Immanence

Paul Maloney, roshi, explores what is meant by Buddha Nature.

The Zen Buddhist view on the human condition can be summarised by the following proposition of Hakuin Zenji, in the conclusion of his Song of Zazen.

“This very place is the Lotus Land, this very body the Buddha.”

If this can be believed, then I think it follows that there is no need for any form of substantial transcendence of the world.

On first sight this proposition seems to be contrary to common sense. Buddhism takes as axiomatic that the human condition, in samsara, is characterised by dukkha (unsatisfactoriness). There is, of course, the promise of an end to dukkha, by following the eightfold path, with the subsequent hope of attainment of nirvana. So how can Zen claim that this place is the Lotus Land, that in fact samsara is nirvana? This in turn depends on how we view the nature of human being itself.

The historical Buddha, Shakyamuni, is said to have declared as a result of his great Awakening experience under the Bodhi tree,

“Wonderful, wonderful, now I realise that all beings are by nature Buddha,

Only their ignorance and delusions prevent them from realising this fact.”
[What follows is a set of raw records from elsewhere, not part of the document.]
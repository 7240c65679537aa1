//! End-to-end pipeline tests: raw XInput reports in, camera rig state out.

use std::collections::VecDeque;
use std::time::Duration;

use pad_camera::backend::DeviceBackend;
use pad_camera::controller::xinput::REPORT_SIZE;
use pad_camera::controller::RawSample;
use pad_camera::error::{PadCameraError, Result};
use pad_camera::host::CameraRig;
use pad_camera::polling::{ControlMessage, PollingLoop, PollingSettings, TickOutcome};
use pad_camera::profile::CameraProfile;
use tokio::sync::mpsc;

const DPAD_UP: u16 = 0x0001;
const DPAD_RIGHT: u16 = 0x0008;
const A: u16 = 0x1000;
const Y: u16 = 0x8000;

#[derive(Default, Clone, Copy)]
struct Report {
    buttons: u16,
    left_trigger: u8,
    right_trigger: u8,
    thumbs: [i16; 4],
}

impl Report {
    fn buttons(buttons: u16) -> Self {
        Self {
            buttons,
            ..Self::default()
        }
    }

    fn to_bytes(self) -> Vec<u8> {
        let mut bytes = Vec::with_capacity(REPORT_SIZE);
        bytes.extend_from_slice(&self.buttons.to_le_bytes());
        bytes.push(self.left_trigger);
        bytes.push(self.right_trigger);
        for thumb in self.thumbs {
            bytes.extend_from_slice(&thumb.to_le_bytes());
        }
        bytes
    }
}

/// Parses scripted wire reports; `None` or an empty script is an unplugged pad.
struct WireScript {
    reports: VecDeque<Option<Vec<u8>>>,
}

impl WireScript {
    fn new(reports: Vec<Option<Report>>) -> Self {
        Self {
            reports: reports
                .into_iter()
                .map(|report| report.map(Report::to_bytes))
                .collect(),
        }
    }
}

impl DeviceBackend for WireScript {
    fn poll(&mut self, _controller_id: u32) -> Result<RawSample> {
        match self.reports.pop_front().flatten() {
            Some(bytes) => RawSample::parse(&bytes),
            None => Err(PadCameraError::DeviceUnavailable("unplugged".to_string())),
        }
    }
}

fn pipeline(reports: Vec<Option<Report>>) -> PollingLoop<WireScript, CameraRig> {
    PollingLoop::new(
        WireScript::new(reports),
        CameraRig::new(["Camera.001", "Camera"]),
        PollingSettings::default(),
    )
}

#[test]
fn test_buttons_drive_camera_rig() {
    let mut polling = pipeline(vec![
        Some(Report::default()),
        Some(Report::buttons(A)),
        Some(Report {
            buttons: A,
            right_trigger: 255,
            ..Report::default()
        }),
        Some(Report::buttons(DPAD_RIGHT)),
        Some(Report::buttons(DPAD_RIGHT | DPAD_UP)),
    ]);
    polling.start();

    assert_eq!(polling.tick(), TickOutcome::Applied(1));
    assert!(polling.consumer().active_camera().is_none());

    assert_eq!(polling.tick(), TickOutcome::Applied(2));
    assert!(polling.consumer().is_viewing_through_camera());
    assert_eq!(polling.consumer().active_camera().unwrap().name, "Camera");

    // held A does not fire again; full right trigger dollies +0.5
    assert_eq!(polling.tick(), TickOutcome::Applied(1));
    let z = polling.consumer().active_camera().unwrap().pose.location[2];
    assert!((z - 0.5).abs() < 1e-5);

    polling.tick();
    assert_eq!(polling.consumer().active_camera().unwrap().name, "Camera.001");

    polling.tick();
    assert_eq!(polling.consumer().active_profile(), Some(CameraProfile::Cinema));
    assert_eq!(polling.consumer().active_camera().unwrap().focal_length, 35);

    assert_eq!(polling.consumer().counts().redraws, 5);
}

#[test]
fn test_sticks_outside_deadzone_rotate() {
    let mut polling = pipeline(vec![Some(Report {
        // LX inside the deadzone, RX outside
        thumbs: [4000, 0, 20000, 0],
        ..Report::default()
    })]);
    polling.start();
    polling.tick();

    let rig = polling.consumer();
    let pose = rig.active_camera().unwrap().pose;
    assert!((pose.rotation[2] + 0.003_051_76).abs() < 1e-6);
    assert_eq!(pose.location, [0.0, 0.0, 0.0]);
}

#[test]
fn test_reconnect_with_button_held_is_silent() {
    let mut polling = pipeline(vec![
        Some(Report::default()),
        Some(Report::buttons(Y)),
        None,
        None,
        Some(Report::buttons(Y)),
    ]);
    polling.start();
    for _ in 0..5 {
        polling.tick();
    }
    assert_eq!(polling.consumer().counts().renders, 1);
    assert_eq!(polling.consumer().counts().redraws, 3);
}

#[test]
fn test_short_report_is_unavailable() {
    struct Truncated;

    impl DeviceBackend for Truncated {
        fn poll(&mut self, _controller_id: u32) -> Result<RawSample> {
            RawSample::parse(&[0u8; REPORT_SIZE - 1])
        }
    }

    let mut polling = PollingLoop::new(Truncated, CameraRig::new(["Camera"]), PollingSettings::default());
    polling.start();
    assert_eq!(polling.tick(), TickOutcome::Unavailable);
    assert_eq!(polling.consumer().counts().redraws, 0);
}

#[tokio::test(start_paused = true)]
async fn test_run_with_live_speed_change() {
    let reports = std::iter::once(Some(Report::default()))
        .chain(std::iter::repeat(Some(Report {
            right_trigger: 255,
            ..Report::default()
        })))
        .take(50)
        .collect();
    let mut polling = pipeline(reports);
    let (tx, rx) = mpsc::channel(8);

    let driver = async {
        polling.run(Duration::from_millis(20), rx).await;
    };
    let script = async {
        tx.send(ControlMessage::SetMoveSpeed(100)).await.unwrap();
        tx.send(ControlMessage::Start).await.unwrap();
        tokio::time::sleep(Duration::from_millis(70)).await;
        tx.send(ControlMessage::Shutdown).await.unwrap();
    };
    tokio::join!(driver, script);

    assert!(!polling.is_running());
    assert_eq!(polling.settings().move_speed, 100);

    // every tick after the first dollies 5.0 at full speed
    let ticks = polling.consumer().counts().redraws;
    assert!(ticks >= 2);
    let z = polling.consumer().active_camera().unwrap().pose.location[2];
    assert!((z - 5.0 * (ticks - 1) as f32).abs() < 1e-3);
}
//! # Device Backend Module
//!
//! Trait abstraction over the gamepad transport, so the polling loop can be
//! driven by real hardware or by a test double.
//!
//! This module provides:
//! - [`DeviceBackend`]: the polling contract every transport satisfies
//! - [`evdev::EvdevBackend`]: Linux input devices via evdev
//! - [`latest::LatestSampleBackend`]: single-slot handoff for slow transports

pub mod evdev;
pub mod latest;

use crate::controller::RawSample;
use crate::error::Result;

/// Source of raw controller samples.
///
/// `poll` is called once per tick from the polling loop and must return
/// within the tick budget. A transport that can block should be wrapped in
/// [`latest::LatestSampleBackend`].
#[cfg_attr(test, mockall::automock)]
pub trait DeviceBackend: Send {
    /// Read the current sample for `controller_id`.
    ///
    /// # Errors
    ///
    /// Returns `DeviceUnavailable` when no controller is connected at that
    /// index or the read fails. This is a steady condition, not a failure to
    /// retry: the next tick simply polls again.
    fn poll(&mut self, controller_id: u32) -> Result<RawSample>;
}

impl<B: DeviceBackend + ?Sized> DeviceBackend for Box<B> {
    fn poll(&mut self, controller_id: u32) -> Result<RawSample> {
        (**self).poll(controller_id)
    }
}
Note that: “All beings by nature are Buddha.” They are not by nature sinful. They are not by nature flawed. They are not by nature in need of salvation. They are not by nature alienated from God, or whatever. They are by nature Buddha. Buddha nature is immanent, not transcendental.

Yet, despite the fact that all beings by nature are Buddha, there is dukkha. How should we understand the nature of the dukkha that is the human condition, and what is meant by the terms “nirvana,” and “samsara?” We do not suffer because we are sinful, but because we are deluded, ignorant of our essential nature. The fundamental delusion, according to Yasutani Roshi, is to believe that I am here, and you are there. That is to say, to believe that the world of samsara is made up of a collection of independent, self-existent things. Believing we are isolated “selves”, alone in a contingent and indifferent universe, we grasp at that which is pleasurable and seemingly permanent, and we reject the painful and impermanent. As a consequence, our lives are driven by desire and aversion, both of which are the consequences of ignorance. These three poisons, greed, hatred and ignorance are the source of suffering. 
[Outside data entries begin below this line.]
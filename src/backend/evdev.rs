//! # Evdev Backend
//!
//! Reads gamepads through the Linux evdev interface and reports them in the
//! XInput sample layout.
//!
//! ## Controller Detection
//!
//! Every `/dev/input/event*` device exposing a south face button and an
//! analog stick counts as a gamepad. Gamepads are sorted by device path and
//! the controller id indexes that list.
//!
//! ## Axis Layouts
//!
//! | Input | xpad (Xbox) | DualSense |
//! |-------|-------------|-----------|
//! | Left Stick | ABS_X / ABS_Y | ABS_X / ABS_Y |
//! | Right Stick | ABS_RX / ABS_RY | ABS_Z / ABS_RZ |
//! | Triggers | ABS_Z / ABS_RZ | ABS_RX / ABS_RY |
//! | D-Pad | ABS_HAT0X / ABS_HAT0Y | ABS_HAT0X / ABS_HAT0Y |
//!
//! evdev Y axes grow downward; XInput Y axes grow upward, so both stick Y
//! values are inverted.
//!
//! ## Reading State
//!
//! Each poll reads the key and axis state with a single ioctl each instead
//! of consuming the event queue, so it never blocks and never lags behind.

use std::path::{Path, PathBuf};
use std::time::{Duration, Instant};

use evdev::{AbsoluteAxisType, Device, Key};
use tracing::{debug, info, warn};

use super::DeviceBackend;
use crate::controller::state::ButtonId;
use crate::controller::RawSample;
use crate::error::{PadCameraError, Result};

/// Sony vendor ID; DualSense and DualShock use the alternate axis layout.
const SONY_VENDOR_ID: u16 = 0x054c;

/// Input directory scanned for event devices.
const INPUT_DIR: &str = "/dev/input";

/// Key code to button table.
///
/// Face buttons follow the kernel gamepad layout (west/north are X/Y).
const KEY_MAP: [(Key, ButtonId); 12] = [
    (Key::BTN_SOUTH, ButtonId::A),
    (Key::BTN_EAST, ButtonId::B),
    (Key::BTN_WEST, ButtonId::X),
    (Key::BTN_NORTH, ButtonId::Y),
    (Key::BTN_TL, ButtonId::Lb),
    (Key::BTN_TR, ButtonId::Rb),
    (Key::BTN_START, ButtonId::Menu),
    (Key::BTN_SELECT, ButtonId::View),
    (Key::BTN_DPAD_UP, ButtonId::DpadUp),
    (Key::BTN_DPAD_DOWN, ButtonId::DpadDown),
    (Key::BTN_DPAD_LEFT, ButtonId::DpadLeft),
    (Key::BTN_DPAD_RIGHT, ButtonId::DpadRight),
];

/// Which axes carry the right stick and the triggers.
#[derive(Debug, Clone, Copy, PartialEq, Eq)]
enum AxisLayout {
    Xpad,
    DualSense,
}

impl AxisLayout {
    fn for_vendor(vendor: u16) -> Self {
        if vendor == SONY_VENDOR_ID {
            AxisLayout::DualSense
        } else {
            AxisLayout::Xpad
        }
    }

    /// (right stick X, right stick Y, left trigger, right trigger)
    fn axes(self) -> [AbsoluteAxisType; 4] {
        match self {
            AxisLayout::Xpad => [
                AbsoluteAxisType::ABS_RX,
                AbsoluteAxisType::ABS_RY,
                AbsoluteAxisType::ABS_Z,
                AbsoluteAxisType::ABS_RZ,
            ],
            AxisLayout::DualSense => [
                AbsoluteAxisType::ABS_Z,
                AbsoluteAxisType::ABS_RZ,
                AbsoluteAxisType::ABS_RX,
                AbsoluteAxisType::ABS_RY,
            ],
        }
    }
}

/// Value and range of one absolute axis.
#[derive(Debug, Clone, Copy, PartialEq, Eq, Default)]
struct AxisReading {
    value: i32,
    minimum: i32,
    maximum: i32,
}

/// An opened gamepad.
struct Gamepad {
    device: Device,
    path: PathBuf,
    layout: AxisLayout,
}

/// Device backend over Linux evdev gamepads.
///
/// Keeps the selected gamepad open between polls. When it disappears the
/// handle is dropped and the input directory is rescanned, at most once per
/// rescan interval.
pub struct EvdevBackend {
    gamepad: Option<Gamepad>,
    controller_id: Option<u32>,
    device_path: Option<PathBuf>,
    rescan_interval: Duration,
    last_scan: Option<Instant>,
}

impl std::fmt::Debug for EvdevBackend {
    fn fmt(&self, f: &mut std::fmt::Formatter<'_>) -> std::fmt::Result {
        f.debug_struct("EvdevBackend")
            .field("path", &self.gamepad.as_ref().map(|g| &g.path))
            .field("controller_id", &self.controller_id)
            .field("rescan_interval", &self.rescan_interval)
            .finish_non_exhaustive()
    }
}

impl EvdevBackend {
    /// Creates a backend that scans `/dev/input` for gamepads.
    ///
    /// Nothing is opened until the first poll.
    ///
    /// # Examples
    ///
    /// ```no_run
    /// use std::time::Duration;
    /// use pad_camera::backend::DeviceBackend;
    /// use pad_camera::backend::evdev::EvdevBackend;
    ///
    /// let mut backend = EvdevBackend::new(Duration::from_secs(1));
    /// match backend.poll(0) {
    ///     Ok(sample) => println!("buttons: 0x{:04x}", sample.buttons),
    ///     Err(e) => println!("{}", e),
    /// }
    /// ```
    #[must_use]
    pub fn new(rescan_interval: Duration) -> Self {
        Self {
            gamepad: None,
            controller_id: None,
            device_path: None,
            rescan_interval,
            last_scan: None,
        }
    }

    /// Creates a backend bound to one device path instead of scanning.
    ///
    /// The controller id is ignored in this mode.
    #[must_use]
    pub fn with_device_path<P: AsRef<Path>>(path: P, rescan_interval: Duration) -> Self {
        Self {
            device_path: Some(path.as_ref().to_path_buf()),
            ..Self::new(rescan_interval)
        }
    }

    /// Path of the currently open gamepad, if any.
    #[must_use]
    pub fn device_path(&self) -> Option<&Path> {
        self.gamepad.as_ref().map(|g| g.path.as_path())
    }

    fn acquire(&mut self, controller_id: u32) -> Result<()> {
        if self.controller_id != Some(controller_id) {
            // switching controllers always rescans immediately
            self.gamepad = None;
            self.last_scan = None;
            self.controller_id = Some(controller_id);
        }

        if self.gamepad.is_some() {
            return Ok(());
        }

        if let Some(last) = self.last_scan {
            if last.elapsed() < self.rescan_interval {
                return Err(PadCameraError::DeviceUnavailable(
                    "No controller detected".to_string(),
                ));
            }
        }
        self.last_scan = Some(Instant::now());

        let gamepad = match &self.device_path {
            Some(path) => open_gamepad(path)?,
            None => find_gamepad(controller_id)?,
        };

        info!(
            "Found controller {} at: {} ({})",
            controller_id,
            gamepad.path.display(),
            gamepad.device.name().unwrap_or("unnamed")
        );
        self.gamepad = Some(gamepad);
        Ok(())
    }
}

impl DeviceBackend for EvdevBackend {
    fn poll(&mut self, controller_id: u32) -> Result<RawSample> {
        self.acquire(controller_id)?;

        let gamepad = self.gamepad.as_ref().ok_or_else(|| {
            PadCameraError::DeviceUnavailable("No controller detected".to_string())
        })?;

        match read_sample(gamepad) {
            Ok(sample) => Ok(sample),
            Err(e) => {
                warn!("Lost controller at {}: {}", gamepad.path.display(), e);
                self.gamepad = None;
                Err(e)
            }
        }
    }
}

/// Scan the input directory and open the `controller_id`-th gamepad.
fn find_gamepad(controller_id: u32) -> Result<Gamepad> {
    let input_dir = Path::new(INPUT_DIR);

    let mut paths: Vec<PathBuf> = std::fs::read_dir(input_dir)
        .map_err(|e| {
            PadCameraError::DeviceUnavailable(format!("Failed to read {}: {}", INPUT_DIR, e))
        })?
        .filter_map(|entry| entry.ok().map(|entry| entry.path()))
        .filter(|path| {
            path.file_name()
                .map(|name| name.to_string_lossy().starts_with("event"))
                .unwrap_or(false)
        })
        .collect();

    // Sorted for deterministic controller ids when several are connected
    paths.sort();

    let mut index = 0u32;
    for path in paths {
        match Device::open(&path) {
            Ok(device) => {
                if !is_gamepad(&device) {
                    continue;
                }
                if index == controller_id {
                    let layout = AxisLayout::for_vendor(device.input_id().vendor());
                    return Ok(Gamepad {
                        device,
                        path,
                        layout,
                    });
                }
                index += 1;
            }
            Err(e) => {
                // Permission denied or other errors - skip device
                debug!("Could not open {}: {}", path.display(), e);
            }
        }
    }

    Err(PadCameraError::DeviceUnavailable(format!(
        "No controller at index {} ({} found)",
        controller_id, index
    )))
}

/// Open a configured device path, checking it is a gamepad.
fn open_gamepad(path: &Path) -> Result<Gamepad> {
    let device = Device::open(path).map_err(|e| {
        PadCameraError::DeviceUnavailable(format!("Failed to open {}: {}", path.display(), e))
    })?;

    if !is_gamepad(&device) {
        return Err(PadCameraError::DeviceUnavailable(format!(
            "{} is not a gamepad",
            path.display()
        )));
    }

    let layout = AxisLayout::for_vendor(device.input_id().vendor());
    Ok(Gamepad {
        device,
        path: path.to_path_buf(),
        layout,
    })
}

fn is_gamepad(device: &Device) -> bool {
    let has_face_button = device
        .supported_keys()
        .map(|keys| keys.contains(Key::BTN_SOUTH))
        .unwrap_or(false);
    let has_stick = device
        .supported_absolute_axes()
        .map(|axes| axes.contains(AbsoluteAxisType::ABS_X) && axes.contains(AbsoluteAxisType::ABS_Y))
        .unwrap_or(false);
    has_face_button && has_stick
}

/// Read key and axis state and assemble an XInput-layout sample.
fn read_sample(gamepad: &Gamepad) -> Result<RawSample> {
    let keys = gamepad.device.get_key_state().map_err(|e| {
        PadCameraError::DeviceUnavailable(format!("Failed to read key state: {}", e))
    })?;
    let abs = gamepad.device.get_abs_state().map_err(|e| {
        PadCameraError::DeviceUnavailable(format!("Failed to read axis state: {}", e))
    })?;

    let axis = |code: AbsoluteAxisType| {
        let info = &abs[code.0 as usize];
        AxisReading {
            value: info.value,
            minimum: info.minimum,
            maximum: info.maximum,
        }
    };

    let mut buttons = KEY_MAP
        .iter()
        .filter(|(key, _)| keys.contains(*key))
        .fold(0u16, |mask, (_, button)| mask | button.mask());
    buttons |= hat_mask(
        axis(AbsoluteAxisType::ABS_HAT0X).value,
        axis(AbsoluteAxisType::ABS_HAT0Y).value,
    );

    let [right_x, right_y, left_trigger, right_trigger] = gamepad.layout.axes();

    Ok(RawSample {
        buttons,
        left_trigger: scale_trigger(axis(left_trigger)),
        right_trigger: scale_trigger(axis(right_trigger)),
        thumb_lx: scale_stick(axis(AbsoluteAxisType::ABS_X)),
        thumb_ly: invert(scale_stick(axis(AbsoluteAxisType::ABS_Y))),
        thumb_rx: scale_stick(axis(right_x)),
        thumb_ry: invert(scale_stick(axis(right_y))),
    })
}

/// D-pad bits from hat axes (-1 = left/up, 1 = right/down).
fn hat_mask(hat_x: i32, hat_y: i32) -> u16 {
    let mut mask = 0;
    if hat_x < 0 {
        mask |= ButtonId::DpadLeft.mask();
    } else if hat_x > 0 {
        mask |= ButtonId::DpadRight.mask();
    }
    if hat_y < 0 {
        mask |= ButtonId::DpadUp.mask();
    } else if hat_y > 0 {
        mask |= ButtonId::DpadDown.mask();
    }
    mask
}

/// Rescale a stick axis from its reported range to the signed 16-bit range.
fn scale_stick(reading: AxisReading) -> i16 {
    let span = i64::from(reading.maximum) - i64::from(reading.minimum);
    if span <= 0 {
        return 0;
    }
    let offset = i64::from(reading.value) - i64::from(reading.minimum);
    let scaled = offset * 65535 / span - 32768;
    scaled.clamp(i64::from(i16::MIN), i64::from(i16::MAX)) as i16
}

/// Rescale a trigger axis from its reported range to 0-255.
fn scale_trigger(reading: AxisReading) -> u8 {
    let span = i64::from(reading.maximum) - i64::from(reading.minimum);
    if span <= 0 {
        return 0;
    }
    let offset = i64::from(reading.value) - i64::from(reading.minimum);
    (offset * 255 / span).clamp(0, 255) as u8
}

/// Flip a Y axis between evdev (down positive) and XInput (up positive).
fn invert(value: i16) -> i16 {
    // -i16::MIN overflows; saturate to the top of the range
    value.checked_neg().unwrap_or(i16::MAX)
}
Because there is suffering there is a need of salvation. What is the nature of Buddhist salvation? For the Zen Buddhist salvation is not by faith or by grace. Nor does it come by good works, for there is no merit to be achieved or accumulated. Salvation is not to be found in any nirvana that is conceived of as a transcendental realm beyond change. It is because of ignorance that people seek a false refuge in Being, and the hope of permanence. In particular that there is life after death.

Salvation in Buddhism is by one thing alone: Awakening. Hakuin tells us that the most efficient path to Awakening is zazen. Because the fall is the result of ignorance, so suffering is overcome through understanding, through waking up, by becoming a Buddha, an awakened one. Salvation comes through the seeing of self-nature, and the understanding that this nature is no-nature. The understanding that brings salvation is the self-conscious awareness of change and impermanence as the only reality. It is the realisation that in the world of experience all is momentary, all is empty, and all is without self. Enlightenment can be considered as the result of the complete annihilation of the deep rooted, innate clinging to the notion of being, or anything whatsoever that is permanent. In the words of the Buddha,

When you develop the perception of impermanence, then the conceit of ‘I AM’ will be abandoned.
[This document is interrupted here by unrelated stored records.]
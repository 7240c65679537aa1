//! # Pad Camera
//!
//! Drive a camera rig with a gamepad.
//!
//! Reads the controller through evdev at a fixed rate and applies the
//! derived camera intents to an in-process [`CameraRig`].

use std::path::Path;
use std::time::Duration;

use anyhow::{Context, Result};
use tokio::sync::mpsc;
use tracing::{info, warn};
use tracing_appender::non_blocking::WorkerGuard;
use tracing_subscriber::prelude::*;
use tracing_subscriber::{fmt, EnvFilter};

use pad_camera::backend::evdev::EvdevBackend;
use pad_camera::backend::latest::LatestSampleBackend;
use pad_camera::config::{Config, LoggingConfig};
use pad_camera::host::CameraRig;
use pad_camera::polling::{ControlMessage, PollingLoop};

/// Configuration file used when none is given on the command line
const DEFAULT_CONFIG_PATH: &str = "config/default.toml";

/// Rolling log file prefix inside `logging.log_dir`
const LOG_FILE_PREFIX: &str = "pad-camera.log";

/// Main entry point
///
/// # Control Flow
///
/// 1. **Initialization**
///    - Load configuration (defaults when the file is absent)
///    - Set up logging
///    - Start the evdev backend on its worker thread
///
/// 2. **Main Loop**
///    - Poll the controller every `polling.interval_ms`
///    - Apply intents to the camera rig
///    - Handle Ctrl+C for graceful shutdown
///
/// # Errors
///
/// Returns error if the configuration file exists but is invalid, or the
/// backend worker cannot be started. A missing controller is not an error.
///
/// # Examples
///
/// ```bash
/// cargo run --release -- config/default.toml
/// ```
#[tokio::main]
async fn main() -> Result<()> {
    let path = std::env::args()
        .nth(1)
        .unwrap_or_else(|| DEFAULT_CONFIG_PATH.to_string());
    let (config, loaded) = load_config(Path::new(&path))?;

    let _guard = init_logging(&config.logging);

    info!("Pad Camera v{} starting...", env!("CARGO_PKG_VERSION"));
    if loaded {
        info!("Loaded configuration from {}", path);
    } else {
        warn!("No configuration at {}, using defaults", path);
    }

    let rescan = Duration::from_millis(config.controller.rescan_interval_ms);
    let evdev = if config.controller.device_path.is_empty() {
        EvdevBackend::new(rescan)
    } else {
        EvdevBackend::with_device_path(&config.controller.device_path, rescan)
    };

    let period = Duration::from_millis(config.polling.interval_ms);
    let backend = LatestSampleBackend::spawn(evdev, config.controller.controller_id, period)
        .context("Failed to start controller backend")?;

    let mut rig = CameraRig::new(config.camera.cameras.iter().cloned());
    rig.set_focal_length(config.camera.focal_length)?;

    let mut polling = PollingLoop::new(backend, rig, config.polling_settings());

    let (tx, rx) = mpsc::channel(16);
    if config.polling.start_enabled {
        tx.send(ControlMessage::Start).await?;
    }

    tokio::spawn(async move {
        match tokio::signal::ctrl_c().await {
            Ok(()) => info!("Received Ctrl+C, shutting down..."),
            Err(e) => warn!("Failed to listen for Ctrl+C: {}", e),
        }
        let _ = tx.send(ControlMessage::Shutdown).await;
    });

    info!("Polling controller every {} ms", config.polling.interval_ms);
    info!("Press Ctrl+C to exit");

    polling.run(period, rx).await;

    let counts = polling.consumer().counts();
    info!(
        "Session totals: {} renders, {} camera-to-view, {} redraws",
        counts.renders, counts.camera_to_view, counts.redraws
    );

    Ok(())
}

/// Load `path`, or defaults when it does not exist.
///
/// Returns the configuration and whether it came from the file.
fn load_config(path: &Path) -> Result<(Config, bool)> {
    if !path.exists() {
        return Ok((Config::default(), false));
    }
    let config = Config::load(path)
        .with_context(|| format!("Failed to load configuration from {}", path.display()))?;
    Ok((config, true))
}

/// Console logging, plus a daily rolling file when `log_dir` is set.
///
/// `RUST_LOG` takes precedence over the configured level. The returned
/// guard flushes the file writer and must outlive the run.
fn init_logging(config: &LoggingConfig) -> Option<WorkerGuard> {
    let filter = EnvFilter::try_from_default_env()
        .unwrap_or_else(|_| EnvFilter::new(&config.level));

    if config.log_dir.is_empty() {
        tracing_subscriber::fmt().with_env_filter(filter).init();
        return None;
    }

    let appender = tracing_appender::rolling::daily(&config.log_dir, LOG_FILE_PREFIX);
    let (writer, guard) = tracing_appender::non_blocking(appender);

    tracing_subscriber::registry()
        .with(filter)
        .with(fmt::layer())
        .with(fmt::layer().with_ansi(false).with_writer(writer))
        .init();

    Some(guard)
}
When we understand that our true nature is empty and impermanent, we are enlightened, we are saved. Not only are we saved, we realise that we always have been. It is like waking from a bad dream to find oneself at home in the comfort of one’s own bed.

Three Views of the Human Condition

A way to understand the Buddhist position is to contrast it with two common world views that can be identified as most natural to the human mind. Consider three things in the ocean; a log of wood, a fish, and a wave. Each can be said to exist and to have certain distinguishing characteristics. But the relationship of each to the ocean is quite different to that of the other two. 

The log is quite other than the ocean, they are two different substances. The ocean could dry up, or the log could be removed from it and placed somewhere else, without either being substantially affected.  By analogy, this view presents the human condition as one of looking at things from the ‘outside’, as it were. The individual person is detached from the world, in it, but not of it. As such the person is relatively indifferent to the fate of the world and assumes no responsibility for its integrity. But, just as the log is tossed on the surface of the ocean so, the individual may see him or herself as suffering, the victim of the world’s contingency. Salvation for such a person can be conceived of as the gaining control over the world, making it submit to his power, or, alternatively, the attainment of an ontological transcendence, refuge in some more pleasurable world where the “self” can exist permanently.  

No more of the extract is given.